Record set —

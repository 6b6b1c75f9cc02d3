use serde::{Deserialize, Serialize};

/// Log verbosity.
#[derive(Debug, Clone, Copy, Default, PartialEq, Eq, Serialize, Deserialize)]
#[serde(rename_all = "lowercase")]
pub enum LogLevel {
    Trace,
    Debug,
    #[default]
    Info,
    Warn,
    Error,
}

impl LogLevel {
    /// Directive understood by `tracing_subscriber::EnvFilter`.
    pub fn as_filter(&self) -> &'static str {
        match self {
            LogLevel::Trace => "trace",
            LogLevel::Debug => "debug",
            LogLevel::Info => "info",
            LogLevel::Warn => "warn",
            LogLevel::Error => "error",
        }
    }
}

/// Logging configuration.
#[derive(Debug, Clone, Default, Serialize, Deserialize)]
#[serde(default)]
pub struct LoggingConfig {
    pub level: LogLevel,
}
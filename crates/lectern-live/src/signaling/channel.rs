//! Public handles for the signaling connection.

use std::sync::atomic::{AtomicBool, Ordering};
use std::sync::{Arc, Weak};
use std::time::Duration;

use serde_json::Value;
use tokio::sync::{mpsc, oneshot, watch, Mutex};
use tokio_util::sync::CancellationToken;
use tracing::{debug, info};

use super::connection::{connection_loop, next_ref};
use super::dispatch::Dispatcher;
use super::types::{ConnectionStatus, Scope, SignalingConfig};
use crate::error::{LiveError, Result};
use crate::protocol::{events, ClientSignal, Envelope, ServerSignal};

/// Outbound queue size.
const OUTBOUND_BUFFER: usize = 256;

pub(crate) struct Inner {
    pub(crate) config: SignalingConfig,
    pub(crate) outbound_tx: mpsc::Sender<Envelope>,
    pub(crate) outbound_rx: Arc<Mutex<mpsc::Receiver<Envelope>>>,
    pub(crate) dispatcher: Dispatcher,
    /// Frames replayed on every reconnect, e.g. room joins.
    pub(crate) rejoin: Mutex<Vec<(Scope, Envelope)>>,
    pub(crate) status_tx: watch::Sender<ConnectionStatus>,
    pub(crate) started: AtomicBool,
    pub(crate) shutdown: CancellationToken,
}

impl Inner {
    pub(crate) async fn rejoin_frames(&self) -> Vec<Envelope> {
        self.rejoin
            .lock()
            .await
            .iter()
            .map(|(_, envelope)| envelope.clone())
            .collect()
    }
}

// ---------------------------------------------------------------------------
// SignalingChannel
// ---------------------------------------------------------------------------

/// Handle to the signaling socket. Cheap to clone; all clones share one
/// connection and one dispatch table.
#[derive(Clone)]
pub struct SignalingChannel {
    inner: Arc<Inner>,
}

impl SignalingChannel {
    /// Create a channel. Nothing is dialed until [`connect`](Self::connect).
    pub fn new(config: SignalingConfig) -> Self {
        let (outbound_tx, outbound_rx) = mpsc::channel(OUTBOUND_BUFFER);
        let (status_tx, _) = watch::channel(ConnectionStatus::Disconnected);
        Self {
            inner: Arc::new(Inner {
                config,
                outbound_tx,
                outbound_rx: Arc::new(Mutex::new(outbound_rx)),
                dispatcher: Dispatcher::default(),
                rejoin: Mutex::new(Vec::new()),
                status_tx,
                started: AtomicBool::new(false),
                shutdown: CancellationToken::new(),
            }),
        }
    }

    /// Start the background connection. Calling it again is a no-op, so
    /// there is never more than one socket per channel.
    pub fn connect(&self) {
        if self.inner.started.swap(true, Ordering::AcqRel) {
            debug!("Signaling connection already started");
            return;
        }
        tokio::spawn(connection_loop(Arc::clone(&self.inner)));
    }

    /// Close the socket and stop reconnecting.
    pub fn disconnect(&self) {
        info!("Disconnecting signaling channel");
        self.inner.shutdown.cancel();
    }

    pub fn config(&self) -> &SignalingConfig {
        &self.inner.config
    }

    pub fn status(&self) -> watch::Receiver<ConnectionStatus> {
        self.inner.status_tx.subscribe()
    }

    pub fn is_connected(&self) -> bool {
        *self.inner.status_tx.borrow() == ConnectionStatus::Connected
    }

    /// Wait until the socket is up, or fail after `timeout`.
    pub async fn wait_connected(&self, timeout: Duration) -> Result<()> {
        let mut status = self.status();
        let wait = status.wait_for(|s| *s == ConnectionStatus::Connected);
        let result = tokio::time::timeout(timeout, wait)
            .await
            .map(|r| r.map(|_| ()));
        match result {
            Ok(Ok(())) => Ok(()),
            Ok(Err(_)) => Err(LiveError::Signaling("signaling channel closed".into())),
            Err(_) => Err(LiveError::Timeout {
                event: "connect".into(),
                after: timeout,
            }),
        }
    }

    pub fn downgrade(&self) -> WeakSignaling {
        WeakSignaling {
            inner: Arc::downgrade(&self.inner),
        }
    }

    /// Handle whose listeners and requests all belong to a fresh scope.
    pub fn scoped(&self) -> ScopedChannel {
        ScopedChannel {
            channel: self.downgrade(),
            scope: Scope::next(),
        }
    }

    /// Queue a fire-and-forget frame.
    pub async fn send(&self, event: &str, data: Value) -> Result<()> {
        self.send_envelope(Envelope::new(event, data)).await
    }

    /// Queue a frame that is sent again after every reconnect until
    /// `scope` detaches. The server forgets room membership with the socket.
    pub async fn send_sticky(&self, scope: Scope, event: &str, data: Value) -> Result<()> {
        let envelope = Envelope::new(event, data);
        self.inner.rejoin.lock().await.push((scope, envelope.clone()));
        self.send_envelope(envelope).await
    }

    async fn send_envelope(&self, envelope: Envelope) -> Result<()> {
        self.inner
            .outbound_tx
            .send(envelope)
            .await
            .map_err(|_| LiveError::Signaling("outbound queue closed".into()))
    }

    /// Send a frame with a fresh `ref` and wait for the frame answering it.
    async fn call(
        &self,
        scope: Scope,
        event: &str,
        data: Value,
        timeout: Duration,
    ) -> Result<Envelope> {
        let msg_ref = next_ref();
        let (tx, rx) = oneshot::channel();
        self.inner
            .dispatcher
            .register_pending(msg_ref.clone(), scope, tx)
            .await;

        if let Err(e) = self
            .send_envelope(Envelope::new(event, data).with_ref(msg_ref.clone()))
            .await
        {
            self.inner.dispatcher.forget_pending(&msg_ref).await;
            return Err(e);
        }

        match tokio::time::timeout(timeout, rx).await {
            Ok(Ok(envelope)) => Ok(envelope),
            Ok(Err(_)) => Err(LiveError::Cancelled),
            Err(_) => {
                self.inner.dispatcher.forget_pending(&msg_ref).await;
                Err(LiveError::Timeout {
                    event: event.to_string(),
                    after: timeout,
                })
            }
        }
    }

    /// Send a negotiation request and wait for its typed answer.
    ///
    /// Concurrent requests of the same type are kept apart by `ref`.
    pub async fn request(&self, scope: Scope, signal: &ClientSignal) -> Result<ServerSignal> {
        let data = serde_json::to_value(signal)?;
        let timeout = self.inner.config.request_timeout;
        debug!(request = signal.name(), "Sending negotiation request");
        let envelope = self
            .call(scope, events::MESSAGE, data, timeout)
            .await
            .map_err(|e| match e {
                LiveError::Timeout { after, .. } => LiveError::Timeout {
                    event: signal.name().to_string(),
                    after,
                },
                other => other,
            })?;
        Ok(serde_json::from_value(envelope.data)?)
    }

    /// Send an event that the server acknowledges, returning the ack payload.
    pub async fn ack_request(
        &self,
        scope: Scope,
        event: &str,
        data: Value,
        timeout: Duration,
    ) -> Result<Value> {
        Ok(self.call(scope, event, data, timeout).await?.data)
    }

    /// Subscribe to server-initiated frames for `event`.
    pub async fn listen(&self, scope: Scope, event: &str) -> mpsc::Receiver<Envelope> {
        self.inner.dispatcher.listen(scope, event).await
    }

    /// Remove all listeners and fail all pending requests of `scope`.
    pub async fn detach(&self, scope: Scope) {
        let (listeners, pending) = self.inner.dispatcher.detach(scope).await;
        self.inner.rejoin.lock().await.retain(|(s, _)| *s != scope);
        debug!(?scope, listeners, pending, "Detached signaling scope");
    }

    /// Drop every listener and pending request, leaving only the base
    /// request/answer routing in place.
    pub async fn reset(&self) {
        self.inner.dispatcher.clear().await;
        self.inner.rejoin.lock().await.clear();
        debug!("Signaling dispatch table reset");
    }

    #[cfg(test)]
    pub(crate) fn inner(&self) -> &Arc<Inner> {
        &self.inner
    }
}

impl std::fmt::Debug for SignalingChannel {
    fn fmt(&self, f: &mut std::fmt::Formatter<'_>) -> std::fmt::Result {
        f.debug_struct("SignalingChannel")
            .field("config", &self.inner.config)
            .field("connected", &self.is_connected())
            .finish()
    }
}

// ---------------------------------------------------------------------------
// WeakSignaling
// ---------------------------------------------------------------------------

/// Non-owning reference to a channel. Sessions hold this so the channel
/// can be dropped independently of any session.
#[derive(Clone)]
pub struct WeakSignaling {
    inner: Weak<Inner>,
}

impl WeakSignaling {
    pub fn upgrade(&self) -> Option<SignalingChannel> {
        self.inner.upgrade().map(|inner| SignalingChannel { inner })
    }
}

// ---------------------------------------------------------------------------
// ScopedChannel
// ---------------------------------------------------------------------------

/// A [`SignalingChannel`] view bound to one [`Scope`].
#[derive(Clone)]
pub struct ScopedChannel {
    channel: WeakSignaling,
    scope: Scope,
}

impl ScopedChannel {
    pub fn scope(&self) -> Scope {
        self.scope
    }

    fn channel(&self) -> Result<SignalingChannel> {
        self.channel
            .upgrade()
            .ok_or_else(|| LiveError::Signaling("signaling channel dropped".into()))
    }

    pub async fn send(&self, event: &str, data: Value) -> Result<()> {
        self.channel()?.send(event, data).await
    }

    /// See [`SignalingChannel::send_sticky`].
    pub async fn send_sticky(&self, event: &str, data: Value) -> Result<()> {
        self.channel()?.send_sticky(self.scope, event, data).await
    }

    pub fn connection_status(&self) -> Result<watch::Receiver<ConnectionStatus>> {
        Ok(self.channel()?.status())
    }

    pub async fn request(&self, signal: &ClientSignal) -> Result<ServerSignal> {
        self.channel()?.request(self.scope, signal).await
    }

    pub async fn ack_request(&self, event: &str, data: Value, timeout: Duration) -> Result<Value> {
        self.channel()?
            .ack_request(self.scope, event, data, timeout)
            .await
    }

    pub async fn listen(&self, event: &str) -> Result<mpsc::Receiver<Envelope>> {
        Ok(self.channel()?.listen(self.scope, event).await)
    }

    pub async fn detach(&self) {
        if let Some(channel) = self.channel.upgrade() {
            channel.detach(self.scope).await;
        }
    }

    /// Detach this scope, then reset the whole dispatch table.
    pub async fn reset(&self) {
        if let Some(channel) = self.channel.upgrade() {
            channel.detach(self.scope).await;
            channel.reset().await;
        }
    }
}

Goal of the exercise —
Read the listing. Report every line that includes the word "ServerSignal".

Output of the task —
use crate::protocol::{events, ClientSignal, Envelope, ServerSignal};
    pub async fn request(&self, scope: Scope, signal: &ClientSignal) -> Result<ServerSignal> {
    pub async fn request(&self, signal: &ClientSignal) -> Result<ServerSignal> {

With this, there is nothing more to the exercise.